# Data Integration
## 1. Setting Up Google Colab for Execution
To run this notebook in Google Colab, follow these steps:
1. **Upload the notebook to Google Drive** (optional, but recommended for saving changes).
2. **Open Google Colab** and load the notebook.
3. **Install required dependencies** by running the following command at the top of your notebook:
```python
!pip install scanpy celltypist scvi-tools hyperopt "ray[tune]" anndata2ri
```
4. **Mount Google Drive** if your dataset is stored there:
```python
from google.colab import drive
drive.mount('/content/drive')
```
5. **Restart the runtime** after installation to ensure all dependencies load correctly.
---
## 2. Creating CellTypist Models
### What is CellTypist?
[CellTypist](https://www.science.org/doi/10.1126/science.abl5197) is a tool for **automated cell type annotation** of single-cell RNA sequencing (scRNA-seq) data. It uses a trained model to classify cells based on gene expression profiles.
### Steps to Use CellTypist:
1. **Load CellTypist**
```python
import celltypist
from celltypist import models
```
2. **Check Available Models**
```python
models.get_all_models()
```
3. **Download and Load a Model**
```python
model = models.download_model('Immune_All_Low.pkl')
```
4. **Run Cell Annotation**
```python
predictions = celltypist.annotate(my_adata, model=model)
```
5. **Visualize Annotation Results**
```python
celltypist.plot_confusion_matrix(predictions)
```
---
## 3. scVI Label Transfer
### What is scVI?
scVI (Single-cell Variational Inference) is a deep learning framework for modeling single-cell transcriptomic data. It is used for:
- **Dimensionality reduction**
- **Batch correction**
- **Label transfer** (assigning cell identities based on reference datasets)
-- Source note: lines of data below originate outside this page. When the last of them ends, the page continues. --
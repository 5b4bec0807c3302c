//! Evaluation service boundary: wire types, service traits and the HTTP client.

pub mod error;
pub mod http;
pub mod types;
pub mod usage;

use std::sync::Arc;
use std::time::Instant;

pub use error::{ErrorContext, ServiceError};
pub use http::{ClientConfig, HttpEvaluationClient};
pub use types::*;
pub use usage::{CallRecord, CallSink, CallStatus, NoopCallSink, TracingCallSink};

/// Source of the evaluation catalog (models, detectors, jury roles).
#[async_trait::async_trait]
pub trait ConfigService: Send + Sync {
    async fn fetch_config(&self) -> Result<EvaluationConfig, ServiceError>;
}

/// Runs an evaluation request and returns its result.
#[async_trait::async_trait]
pub trait EvaluationService: Send + Sync {
    async fn submit_evaluation(
        &self,
        request: &EvaluationRequest,
    ) -> Result<EvaluationResponse, ServiceError>;
}

/// Wraps a service and reports every call to a [`CallSink`].
pub struct MeteredService<S, U: CallSink> {
    inner: S,
    sink: Arc<U>,
}

impl<S, U: CallSink> MeteredService<S, U> {
    pub fn new(inner: S, sink: Arc<U>) -> Self {
        Self { inner, sink }
    }

    pub fn inner(&self) -> &S {
        &self.inner
    }

    async fn record<T>(&self, record: CallRecord, started: Instant, result: &Result<T, ServiceError>) {
        let latency_ms = u64::try_from(started.elapsed().as_millis()).unwrap_or(u64::MAX);
        let record = record.latency(latency_ms);
        let record = match result {
            Ok(_) => record,
            Err(err) => record.error(err.code()).request_id(err.request_id()),
        };
        self.sink.record(record).await;
    }
}

#[async_trait::async_trait]
impl<S: ConfigService, U: CallSink> ConfigService for MeteredService<S, U> {
    async fn fetch_config(&self) -> Result<EvaluationConfig, ServiceError> {
        let started = Instant::now();
        let result = self.inner.fetch_config().await;
        self.record(CallRecord::new("config"), started, &result).await;
        result
    }
}

#[async_trait::async_trait]
impl<S: EvaluationService, U: CallSink> EvaluationService for MeteredService<S, U> {
    async fn submit_evaluation(
        &self,
        request: &EvaluationRequest,
    ) -> Result<EvaluationResponse, ServiceError> {
        let started = Instant::now();
        let result = self.inner.submit_evaluation(request).await;
        self.record(CallRecord::new("evaluate").mode(request.mode), started, &result)
            .await;
        result
    }
}
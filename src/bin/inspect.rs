#![forbid(unsafe_code)]

use std::fs::File;
use std::io::{self, Write};
use std::path::PathBuf;
use std::sync::Arc;
use std::time::Duration;

use clap::{Args, Parser, Subcommand};
use tracing_subscriber::prelude::*;

use inspection_client::api::{
    ClientConfig, ConfigService, HttpEvaluationClient, MeteredService, TracingCallSink,
};
use inspection_client::{EvaluationMode, EvaluationSession};

#[derive(Parser)]
#[command(name = "inspect", version, about = "Inspection evaluation client")]
struct Cli {
    /// Evaluation service root, including the API prefix
    #[arg(long, env = "INSPECTION_API_BASE_URL", default_value = "http://127.0.0.1:8000/api")]
    api_base: String,

    /// Request timeout in seconds
    #[arg(long, env = "INSPECTION_API_TIMEOUT_SECONDS", default_value_t = 60)]
    timeout_secs: u64,

    #[command(subcommand)]
    command: Commands,
}

#[derive(Subcommand)]
enum Commands {
    /// Print the available models, detectors and jury roles
    Config {
        #[arg(long)]
        out: Option<PathBuf>,
    },
    /// Run several models on the same input and diff their outputs
    Compare {
        /// Model IDs to compare (repeatable or comma-separated)
        #[arg(long = "model", value_delimiter = ',')]
        models: Vec<String>,

        #[command(flatten)]
        eval: EvalArgs,
    },
    /// Have jury roles score the input
    Jury {
        /// Jury roles as "id" or "id:weight" (weight defaults to 1.0)
        #[arg(long = "role", value_delimiter = ',', value_parser = parse_role)]
        roles: Vec<(String, f64)>,

        #[command(flatten)]
        eval: EvalArgs,
    },
}

#[derive(Args)]
struct EvalArgs {
    /// Text to evaluate
    #[arg(long, conflicts_with = "text_file")]
    text: Option<String>,

    /// Read the text to evaluate from a file
    #[arg(long)]
    text_file: Option<PathBuf>,

    /// Detector IDs to switch off (all catalog detectors start enabled)
    #[arg(long = "disable-detector", value_delimiter = ',')]
    disabled_detectors: Vec<String>,

    /// Detector thresholds as "id=value"
    #[arg(long = "threshold", value_parser = parse_threshold)]
    thresholds: Vec<(String, f64)>,

    /// Base URL of the OpenAI-compatible endpoint the service should call
    #[arg(long, env = "INSPECTION_LLM_BASE_URL", default_value = "")]
    llm_base_url: String,

    /// API key for the LLM endpoint
    #[arg(long, env = "INSPECTION_LLM_API_KEY", default_value = "", hide_env_values = true)]
    llm_api_key: String,

    /// Write the result JSON here instead of stdout
    #[arg(long)]
    out: Option<PathBuf>,
}

fn parse_role(raw: &str) -> Result<(String, f64), String> {
    match raw.split_once(':') {
        Some((id, weight)) => {
            let weight: f64 = weight
                .trim()
                .parse()
                .map_err(|_| format!("invalid weight in role '{raw}'"))?;
            Ok((id.trim().to_string(), weight))
        }
        None => Ok((raw.trim().to_string(), 1.0)),
    }
}

fn parse_threshold(raw: &str) -> Result<(String, f64), String> {
    let (id, value) = raw
        .split_once('=')
        .ok_or_else(|| format!("expected id=value, got '{raw}'"))?;
    let value: f64 = value
        .trim()
        .parse()
        .map_err(|_| format!("invalid threshold in '{raw}'"))?;
    Ok((id.trim().to_string(), value))
}

#[tokio::main]
async fn main() -> Result<(), Box<dyn std::error::Error>> {
    tracing_subscriber::registry()
        .with(
            tracing_subscriber::EnvFilter::try_from_default_env()
                .unwrap_or_else(|_| "warn".into()),
        )
        .with(tracing_subscriber::fmt::layer().with_writer(io::stderr))
        .init();

    let cli = Cli::parse();

    let config =
        ClientConfig::new(cli.api_base).timeout(Duration::from_secs(cli.timeout_secs));
    let client = Arc::new(MeteredService::new(
        HttpEvaluationClient::with_config(config)?,
        Arc::new(TracingCallSink),
    ));

    match cli.command {
        Commands::Config { out } => {
            let catalog = client.fetch_config().await?;
            write_json(out.as_ref(), &catalog)?;
        }
        Commands::Compare { models, eval } => {
            let session = EvaluationSession::with_client(client);
            session.set_mode(EvaluationMode::Compare);
            session.set_selected_models(models);
            run_evaluation(&session, eval).await?;
        }
        Commands::Jury { roles, eval } => {
            let session = EvaluationSession::with_client(client);
            session.set_mode(EvaluationMode::Jury);
            for (id, weight) in roles {
                session.update_roles(&id, weight, true);
            }
            run_evaluation(&session, eval).await?;
        }
    }

    Ok(())
}

async fn run_evaluation(
    session: &EvaluationSession,
    args: EvalArgs,
) -> Result<(), Box<dyn std::error::Error>> {
    let text = match (args.text, args.text_file) {
        (Some(text), _) => text,
        (None, Some(path)) => std::fs::read_to_string(path)?,
        (None, None) => return Err("one of --text or --text-file is required".into()),
    };

    if let Err(err) = session.initialise().await {
        return Err(format!("{}: {err}", session.error_message()).into());
    }

    session.set_input_text(text);
    session.set_llm_base_url(args.llm_base_url);
    session.set_llm_api_key(args.llm_api_key);

    for id in &args.disabled_detectors {
        session.toggle_detector(id, false);
    }
    for (id, threshold) in &args.thresholds {
        if session.detector_selection(id).is_none() {
            tracing::warn!(detector = %id, "ignoring threshold for unknown detector");
        }
        session.update_detector_threshold(id, *threshold);
    }

    match session.submit().await {
        Ok(response) => write_json(args.out.as_ref(), &response),
        Err(_) => Err(session.error_message().into()),
    }
}

fn write_json<T: serde::Serialize>(
    path: Option<&PathBuf>,
    value: &T,
) -> Result<(), Box<dyn std::error::Error>> {
    let rendered = serde_json::to_string_pretty(value)?;
    match path {
        Some(path) => {
            let mut file = File::create(path)?;
            writeln!(file, "{rendered}")?;
            eprintln!("[inspect] result written to {}", path.display());
        }
        None => println!("{rendered}"),
    }
    Ok(())
}
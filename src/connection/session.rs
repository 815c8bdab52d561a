// src/connection/session.rs

//! Defines `ClientSession`: the server-side state for one live connection,
//! its handshake, receive loop, and send path.

use crate::connection::transport::Transport;
use crate::core::DevioError;
use crate::core::dispatch::EventDispatcher;
use crate::core::protocol::{packet, value};
use serde_json::Value;
use std::sync::Arc;
use std::sync::atomic::{AtomicU8, Ordering};
use std::time::Duration;
use tokio::sync::Mutex;
use tracing::{debug, warn};

/// The lifecycle of a session. `id` and `type_name` are populated exactly when
/// the phase leaves `Handshaking`; a `Closed` session never accepts a send.
#[derive(Debug, Clone, Copy, PartialEq, Eq)]
#[repr(u8)]
pub enum SessionPhase {
    Handshaking = 0,
    Connected = 1,
    Closed = 2,
}

impl SessionPhase {
    fn from_u8(raw: u8) -> Self {
        match raw {
            0 => SessionPhase::Handshaking,
            1 => SessionPhase::Connected,
            _ => SessionPhase::Closed,
        }
    }
}

/// One live client connection.
///
/// The session exclusively owns its transport. Identity (`id`, `type_name`,
/// `data`) is fixed at handshake time and immutable thereafter. The session is
/// driven by exactly one task; `send` is safe to call from handlers running on
/// that task but is not a cross-task fan-in point.
pub struct ClientSession {
    id: String,
    type_name: String,
    data: Value,
    transport: Mutex<Box<dyn Transport>>,
    phase: AtomicU8,
}

impl ClientSession {
    /// Performs the handshake on a fresh transport.
    ///
    /// Blocks on a single receive bounded by `timeout`. The packet must decode
    /// to exactly 3 fields `(id, type, data)` with non-empty `id` and `type`.
    /// On any violation the transport is actively closed and
    /// `HandshakeFailed` is returned; the caller must treat that as "never
    /// produced a usable session".
    pub async fn handshake(
        mut transport: Box<dyn Transport>,
        timeout: Duration,
    ) -> Result<Self, DevioError> {
        let raw = match tokio::time::timeout(timeout, transport.recv()).await {
            Ok(Ok(Some(raw))) => raw,
            Ok(Ok(None)) => {
                return Err(Self::fail_handshake(transport, "connection ended before handshake")
                    .await);
            }
            Ok(Err(e)) => {
                return Err(Self::fail_handshake(
                    transport,
                    &format!("transport error during handshake: {e}"),
                )
                .await);
            }
            Err(_) => {
                return Err(
                    Self::fail_handshake(transport, "timed out waiting for handshake").await,
                );
            }
        };

        let fields = packet::decode(&raw);
        let actual = fields.len();
        let Ok([id, type_name, data_raw]) = <[String; 3]>::try_from(fields) else {
            return Err(Self::fail_handshake(
                transport,
                &format!("expected 3 handshake fields, got {actual}"),
            )
            .await);
        };

        if id.is_empty() || type_name.is_empty() {
            return Err(
                Self::fail_handshake(transport, "handshake id and type must be non-empty").await,
            );
        }

        debug!(client = %id, device_type = %type_name, "handshake complete");

        Ok(Self {
            id,
            type_name,
            data: value::from_wire(&data_raw),
            transport: Mutex::new(transport),
            phase: AtomicU8::new(SessionPhase::Connected as u8),
        })
    }

    async fn fail_handshake(mut transport: Box<dyn Transport>, reason: &str) -> DevioError {
        warn!(reason, "invalid handshake, ending connection");
        transport.close().await;
        DevioError::HandshakeFailed(reason.to_string())
    }

    /// The client-declared identifier.
    pub fn id(&self) -> &str {
        &self.id
    }

    /// The client-declared device-type key.
    pub fn type_name(&self) -> &str {
        &self.type_name
    }

    /// The free-form payload from the handshake. A parsed JSON document when
    /// the client sent one, otherwise the raw string.
    pub fn data(&self) -> &Value {
        &self.data
    }

    pub fn phase(&self) -> SessionPhase {
        SessionPhase::from_u8(self.phase.load(Ordering::Acquire))
    }

    /// Sends one `(event, message)` packet to the client.
    ///
    /// The message kind is validated before any I/O: `UnsendableValue` for a
    /// kind outside the sendable set, `ConnectionEnded` when the transport is
    /// already closed.
    pub async fn send(&self, event: &str, message: &Value) -> Result<(), DevioError> {
        let wire = value::to_wire(message)?;

        let mut transport = self.transport.lock().await;
        if self.phase() == SessionPhase::Closed || transport.is_closed() {
            return Err(DevioError::ConnectionEnded);
        }

        debug!(client = %self.id, event, "sending message");
        transport.send(&packet::encode([event, wire.as_str()])).await
    }

    /// Actively closes the session's transport. Idempotent.
    pub async fn close(&self) {
        self.phase
            .store(SessionPhase::Closed as u8, Ordering::Release);
        self.transport.lock().await.close().await;
    }

    /// Receives messages until the transport reports end-of-stream, handing
    /// each decoded `(event, payload)` to `dispatcher`.
    ///
    /// A malformed packet is logged and skipped; it never terminates the
    /// connection. A dispatch response is sent back within the same iteration,
    /// before the next receive.
    pub async fn run_loop(self: &Arc<Self>, dispatcher: &EventDispatcher) {
        loop {
            let received = self.transport.lock().await.recv().await;
            let raw = match received {
                Ok(Some(raw)) => raw,
                Ok(None) => {
                    debug!(client = %self.id, "connection closed by peer");
                    break;
                }
                Err(e) => {
                    warn!(client = %self.id, error = %e, "transport error, ending session");
                    break;
                }
            };

            let (event, payload) = match Self::parse_message(&raw) {
                Ok(pair) => pair,
                Err(e) => {
                    warn!(client = %self.id, raw = %raw, error = %e, "discarding malformed message");
                    continue;
                }
            };

            if let Some((out_event, response)) = dispatcher.dispatch(&event, payload, self).await {
                match self.send(&out_event, &response).await {
                    Ok(()) => {}
                    Err(DevioError::UnsendableValue) => {
                        warn!(
                            client = %self.id,
                            event = %out_event,
                            "handler returned a non-sendable response, dropping it"
                        );
                    }
                    Err(_) => break,
                }
            }
        }

        self.phase
            .store(SessionPhase::Closed as u8, Ordering::Release);
    }

    /// Parses a post-handshake packet into its `(event, payload)` pair.
    fn parse_message(raw: &str) -> Result<(String, Value), DevioError> {
        let fields = packet::decode(raw);
        let actual = fields.len();
        let [event, payload_raw] = <[String; 2]>::try_from(fields)
            .map_err(|_| DevioError::MalformedMessage { expected: 2, actual })?;
        Ok((event, value::from_wire(&payload_raw)))
    }
}

impl std::fmt::Debug for ClientSession {
    fn fmt(&self, f: &mut std::fmt::Formatter<'_>) -> std::fmt::Result {
        f.debug_struct("ClientSession")
            .field("id", &self.id)
            .field("type_name", &self.type_name)
            .field("phase", &self.phase())
            .finish()
    }
}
### How to Perform Label Transfer with scVI:
1. **Prepare the Dataset**
```python
import scvi
scvi.data.setup_anndata(adata, batch_key="batch_column")
```
2. **Train the scVI Model**
```python
model = scvi.model.SCVI(adata)
model.train()
```
3. **Infer Labels from a Reference Dataset**
```python
adata.obsm["X_scvi"] = model.get_latents()
```
4. **Visualize Results**
```python
sc.pl.umap(adata, color="cell_type")
```
---
## 4. Difference Between Integration and Batch Correction
### Batch Correction
- Focuses on removing **technical variation** caused by different sequencing runs, protocols, or platforms.
- Maintains the original biological structure of the data.
- Example methods: **Harmony, Combat, MNN Correct**.
### Integration
- Aims to **merge datasets** from different sources to create a unified reference space.
- Can **remove** some biological variation if not carefully applied.
- Example methods: **Seurat’s CCA, Harmony, scVI**.

---
## 5. When to Integrate Data and the Tradeoffs
### When to Integrate Data
- When comparing datasets from **different platforms, conditions, or batches**.
- When building a **reference atlas** for multiple tissue or disease conditions.
- When clustering **heterogeneous cell types** across datasets.
### Tradeoffs of Integration
- **Risk of overcorrection**: May remove real biological differences.
- **Computationally expensive**: Requires more memory and time.
- **Potential loss of dataset-specific signatures**: Important features may be averaged out.
---
## 6. When NOT to Integrate Data
### Integration is NOT Recommended for:
- **Cancer Studies**: Tumor heterogeneity is biologically meaningful and should not be masked.
- **Immune Response Studies**: Subtle immune states may be lost if overcorrected.
- **Time-course Experiments**: Cells from different time points should be analyzed separately.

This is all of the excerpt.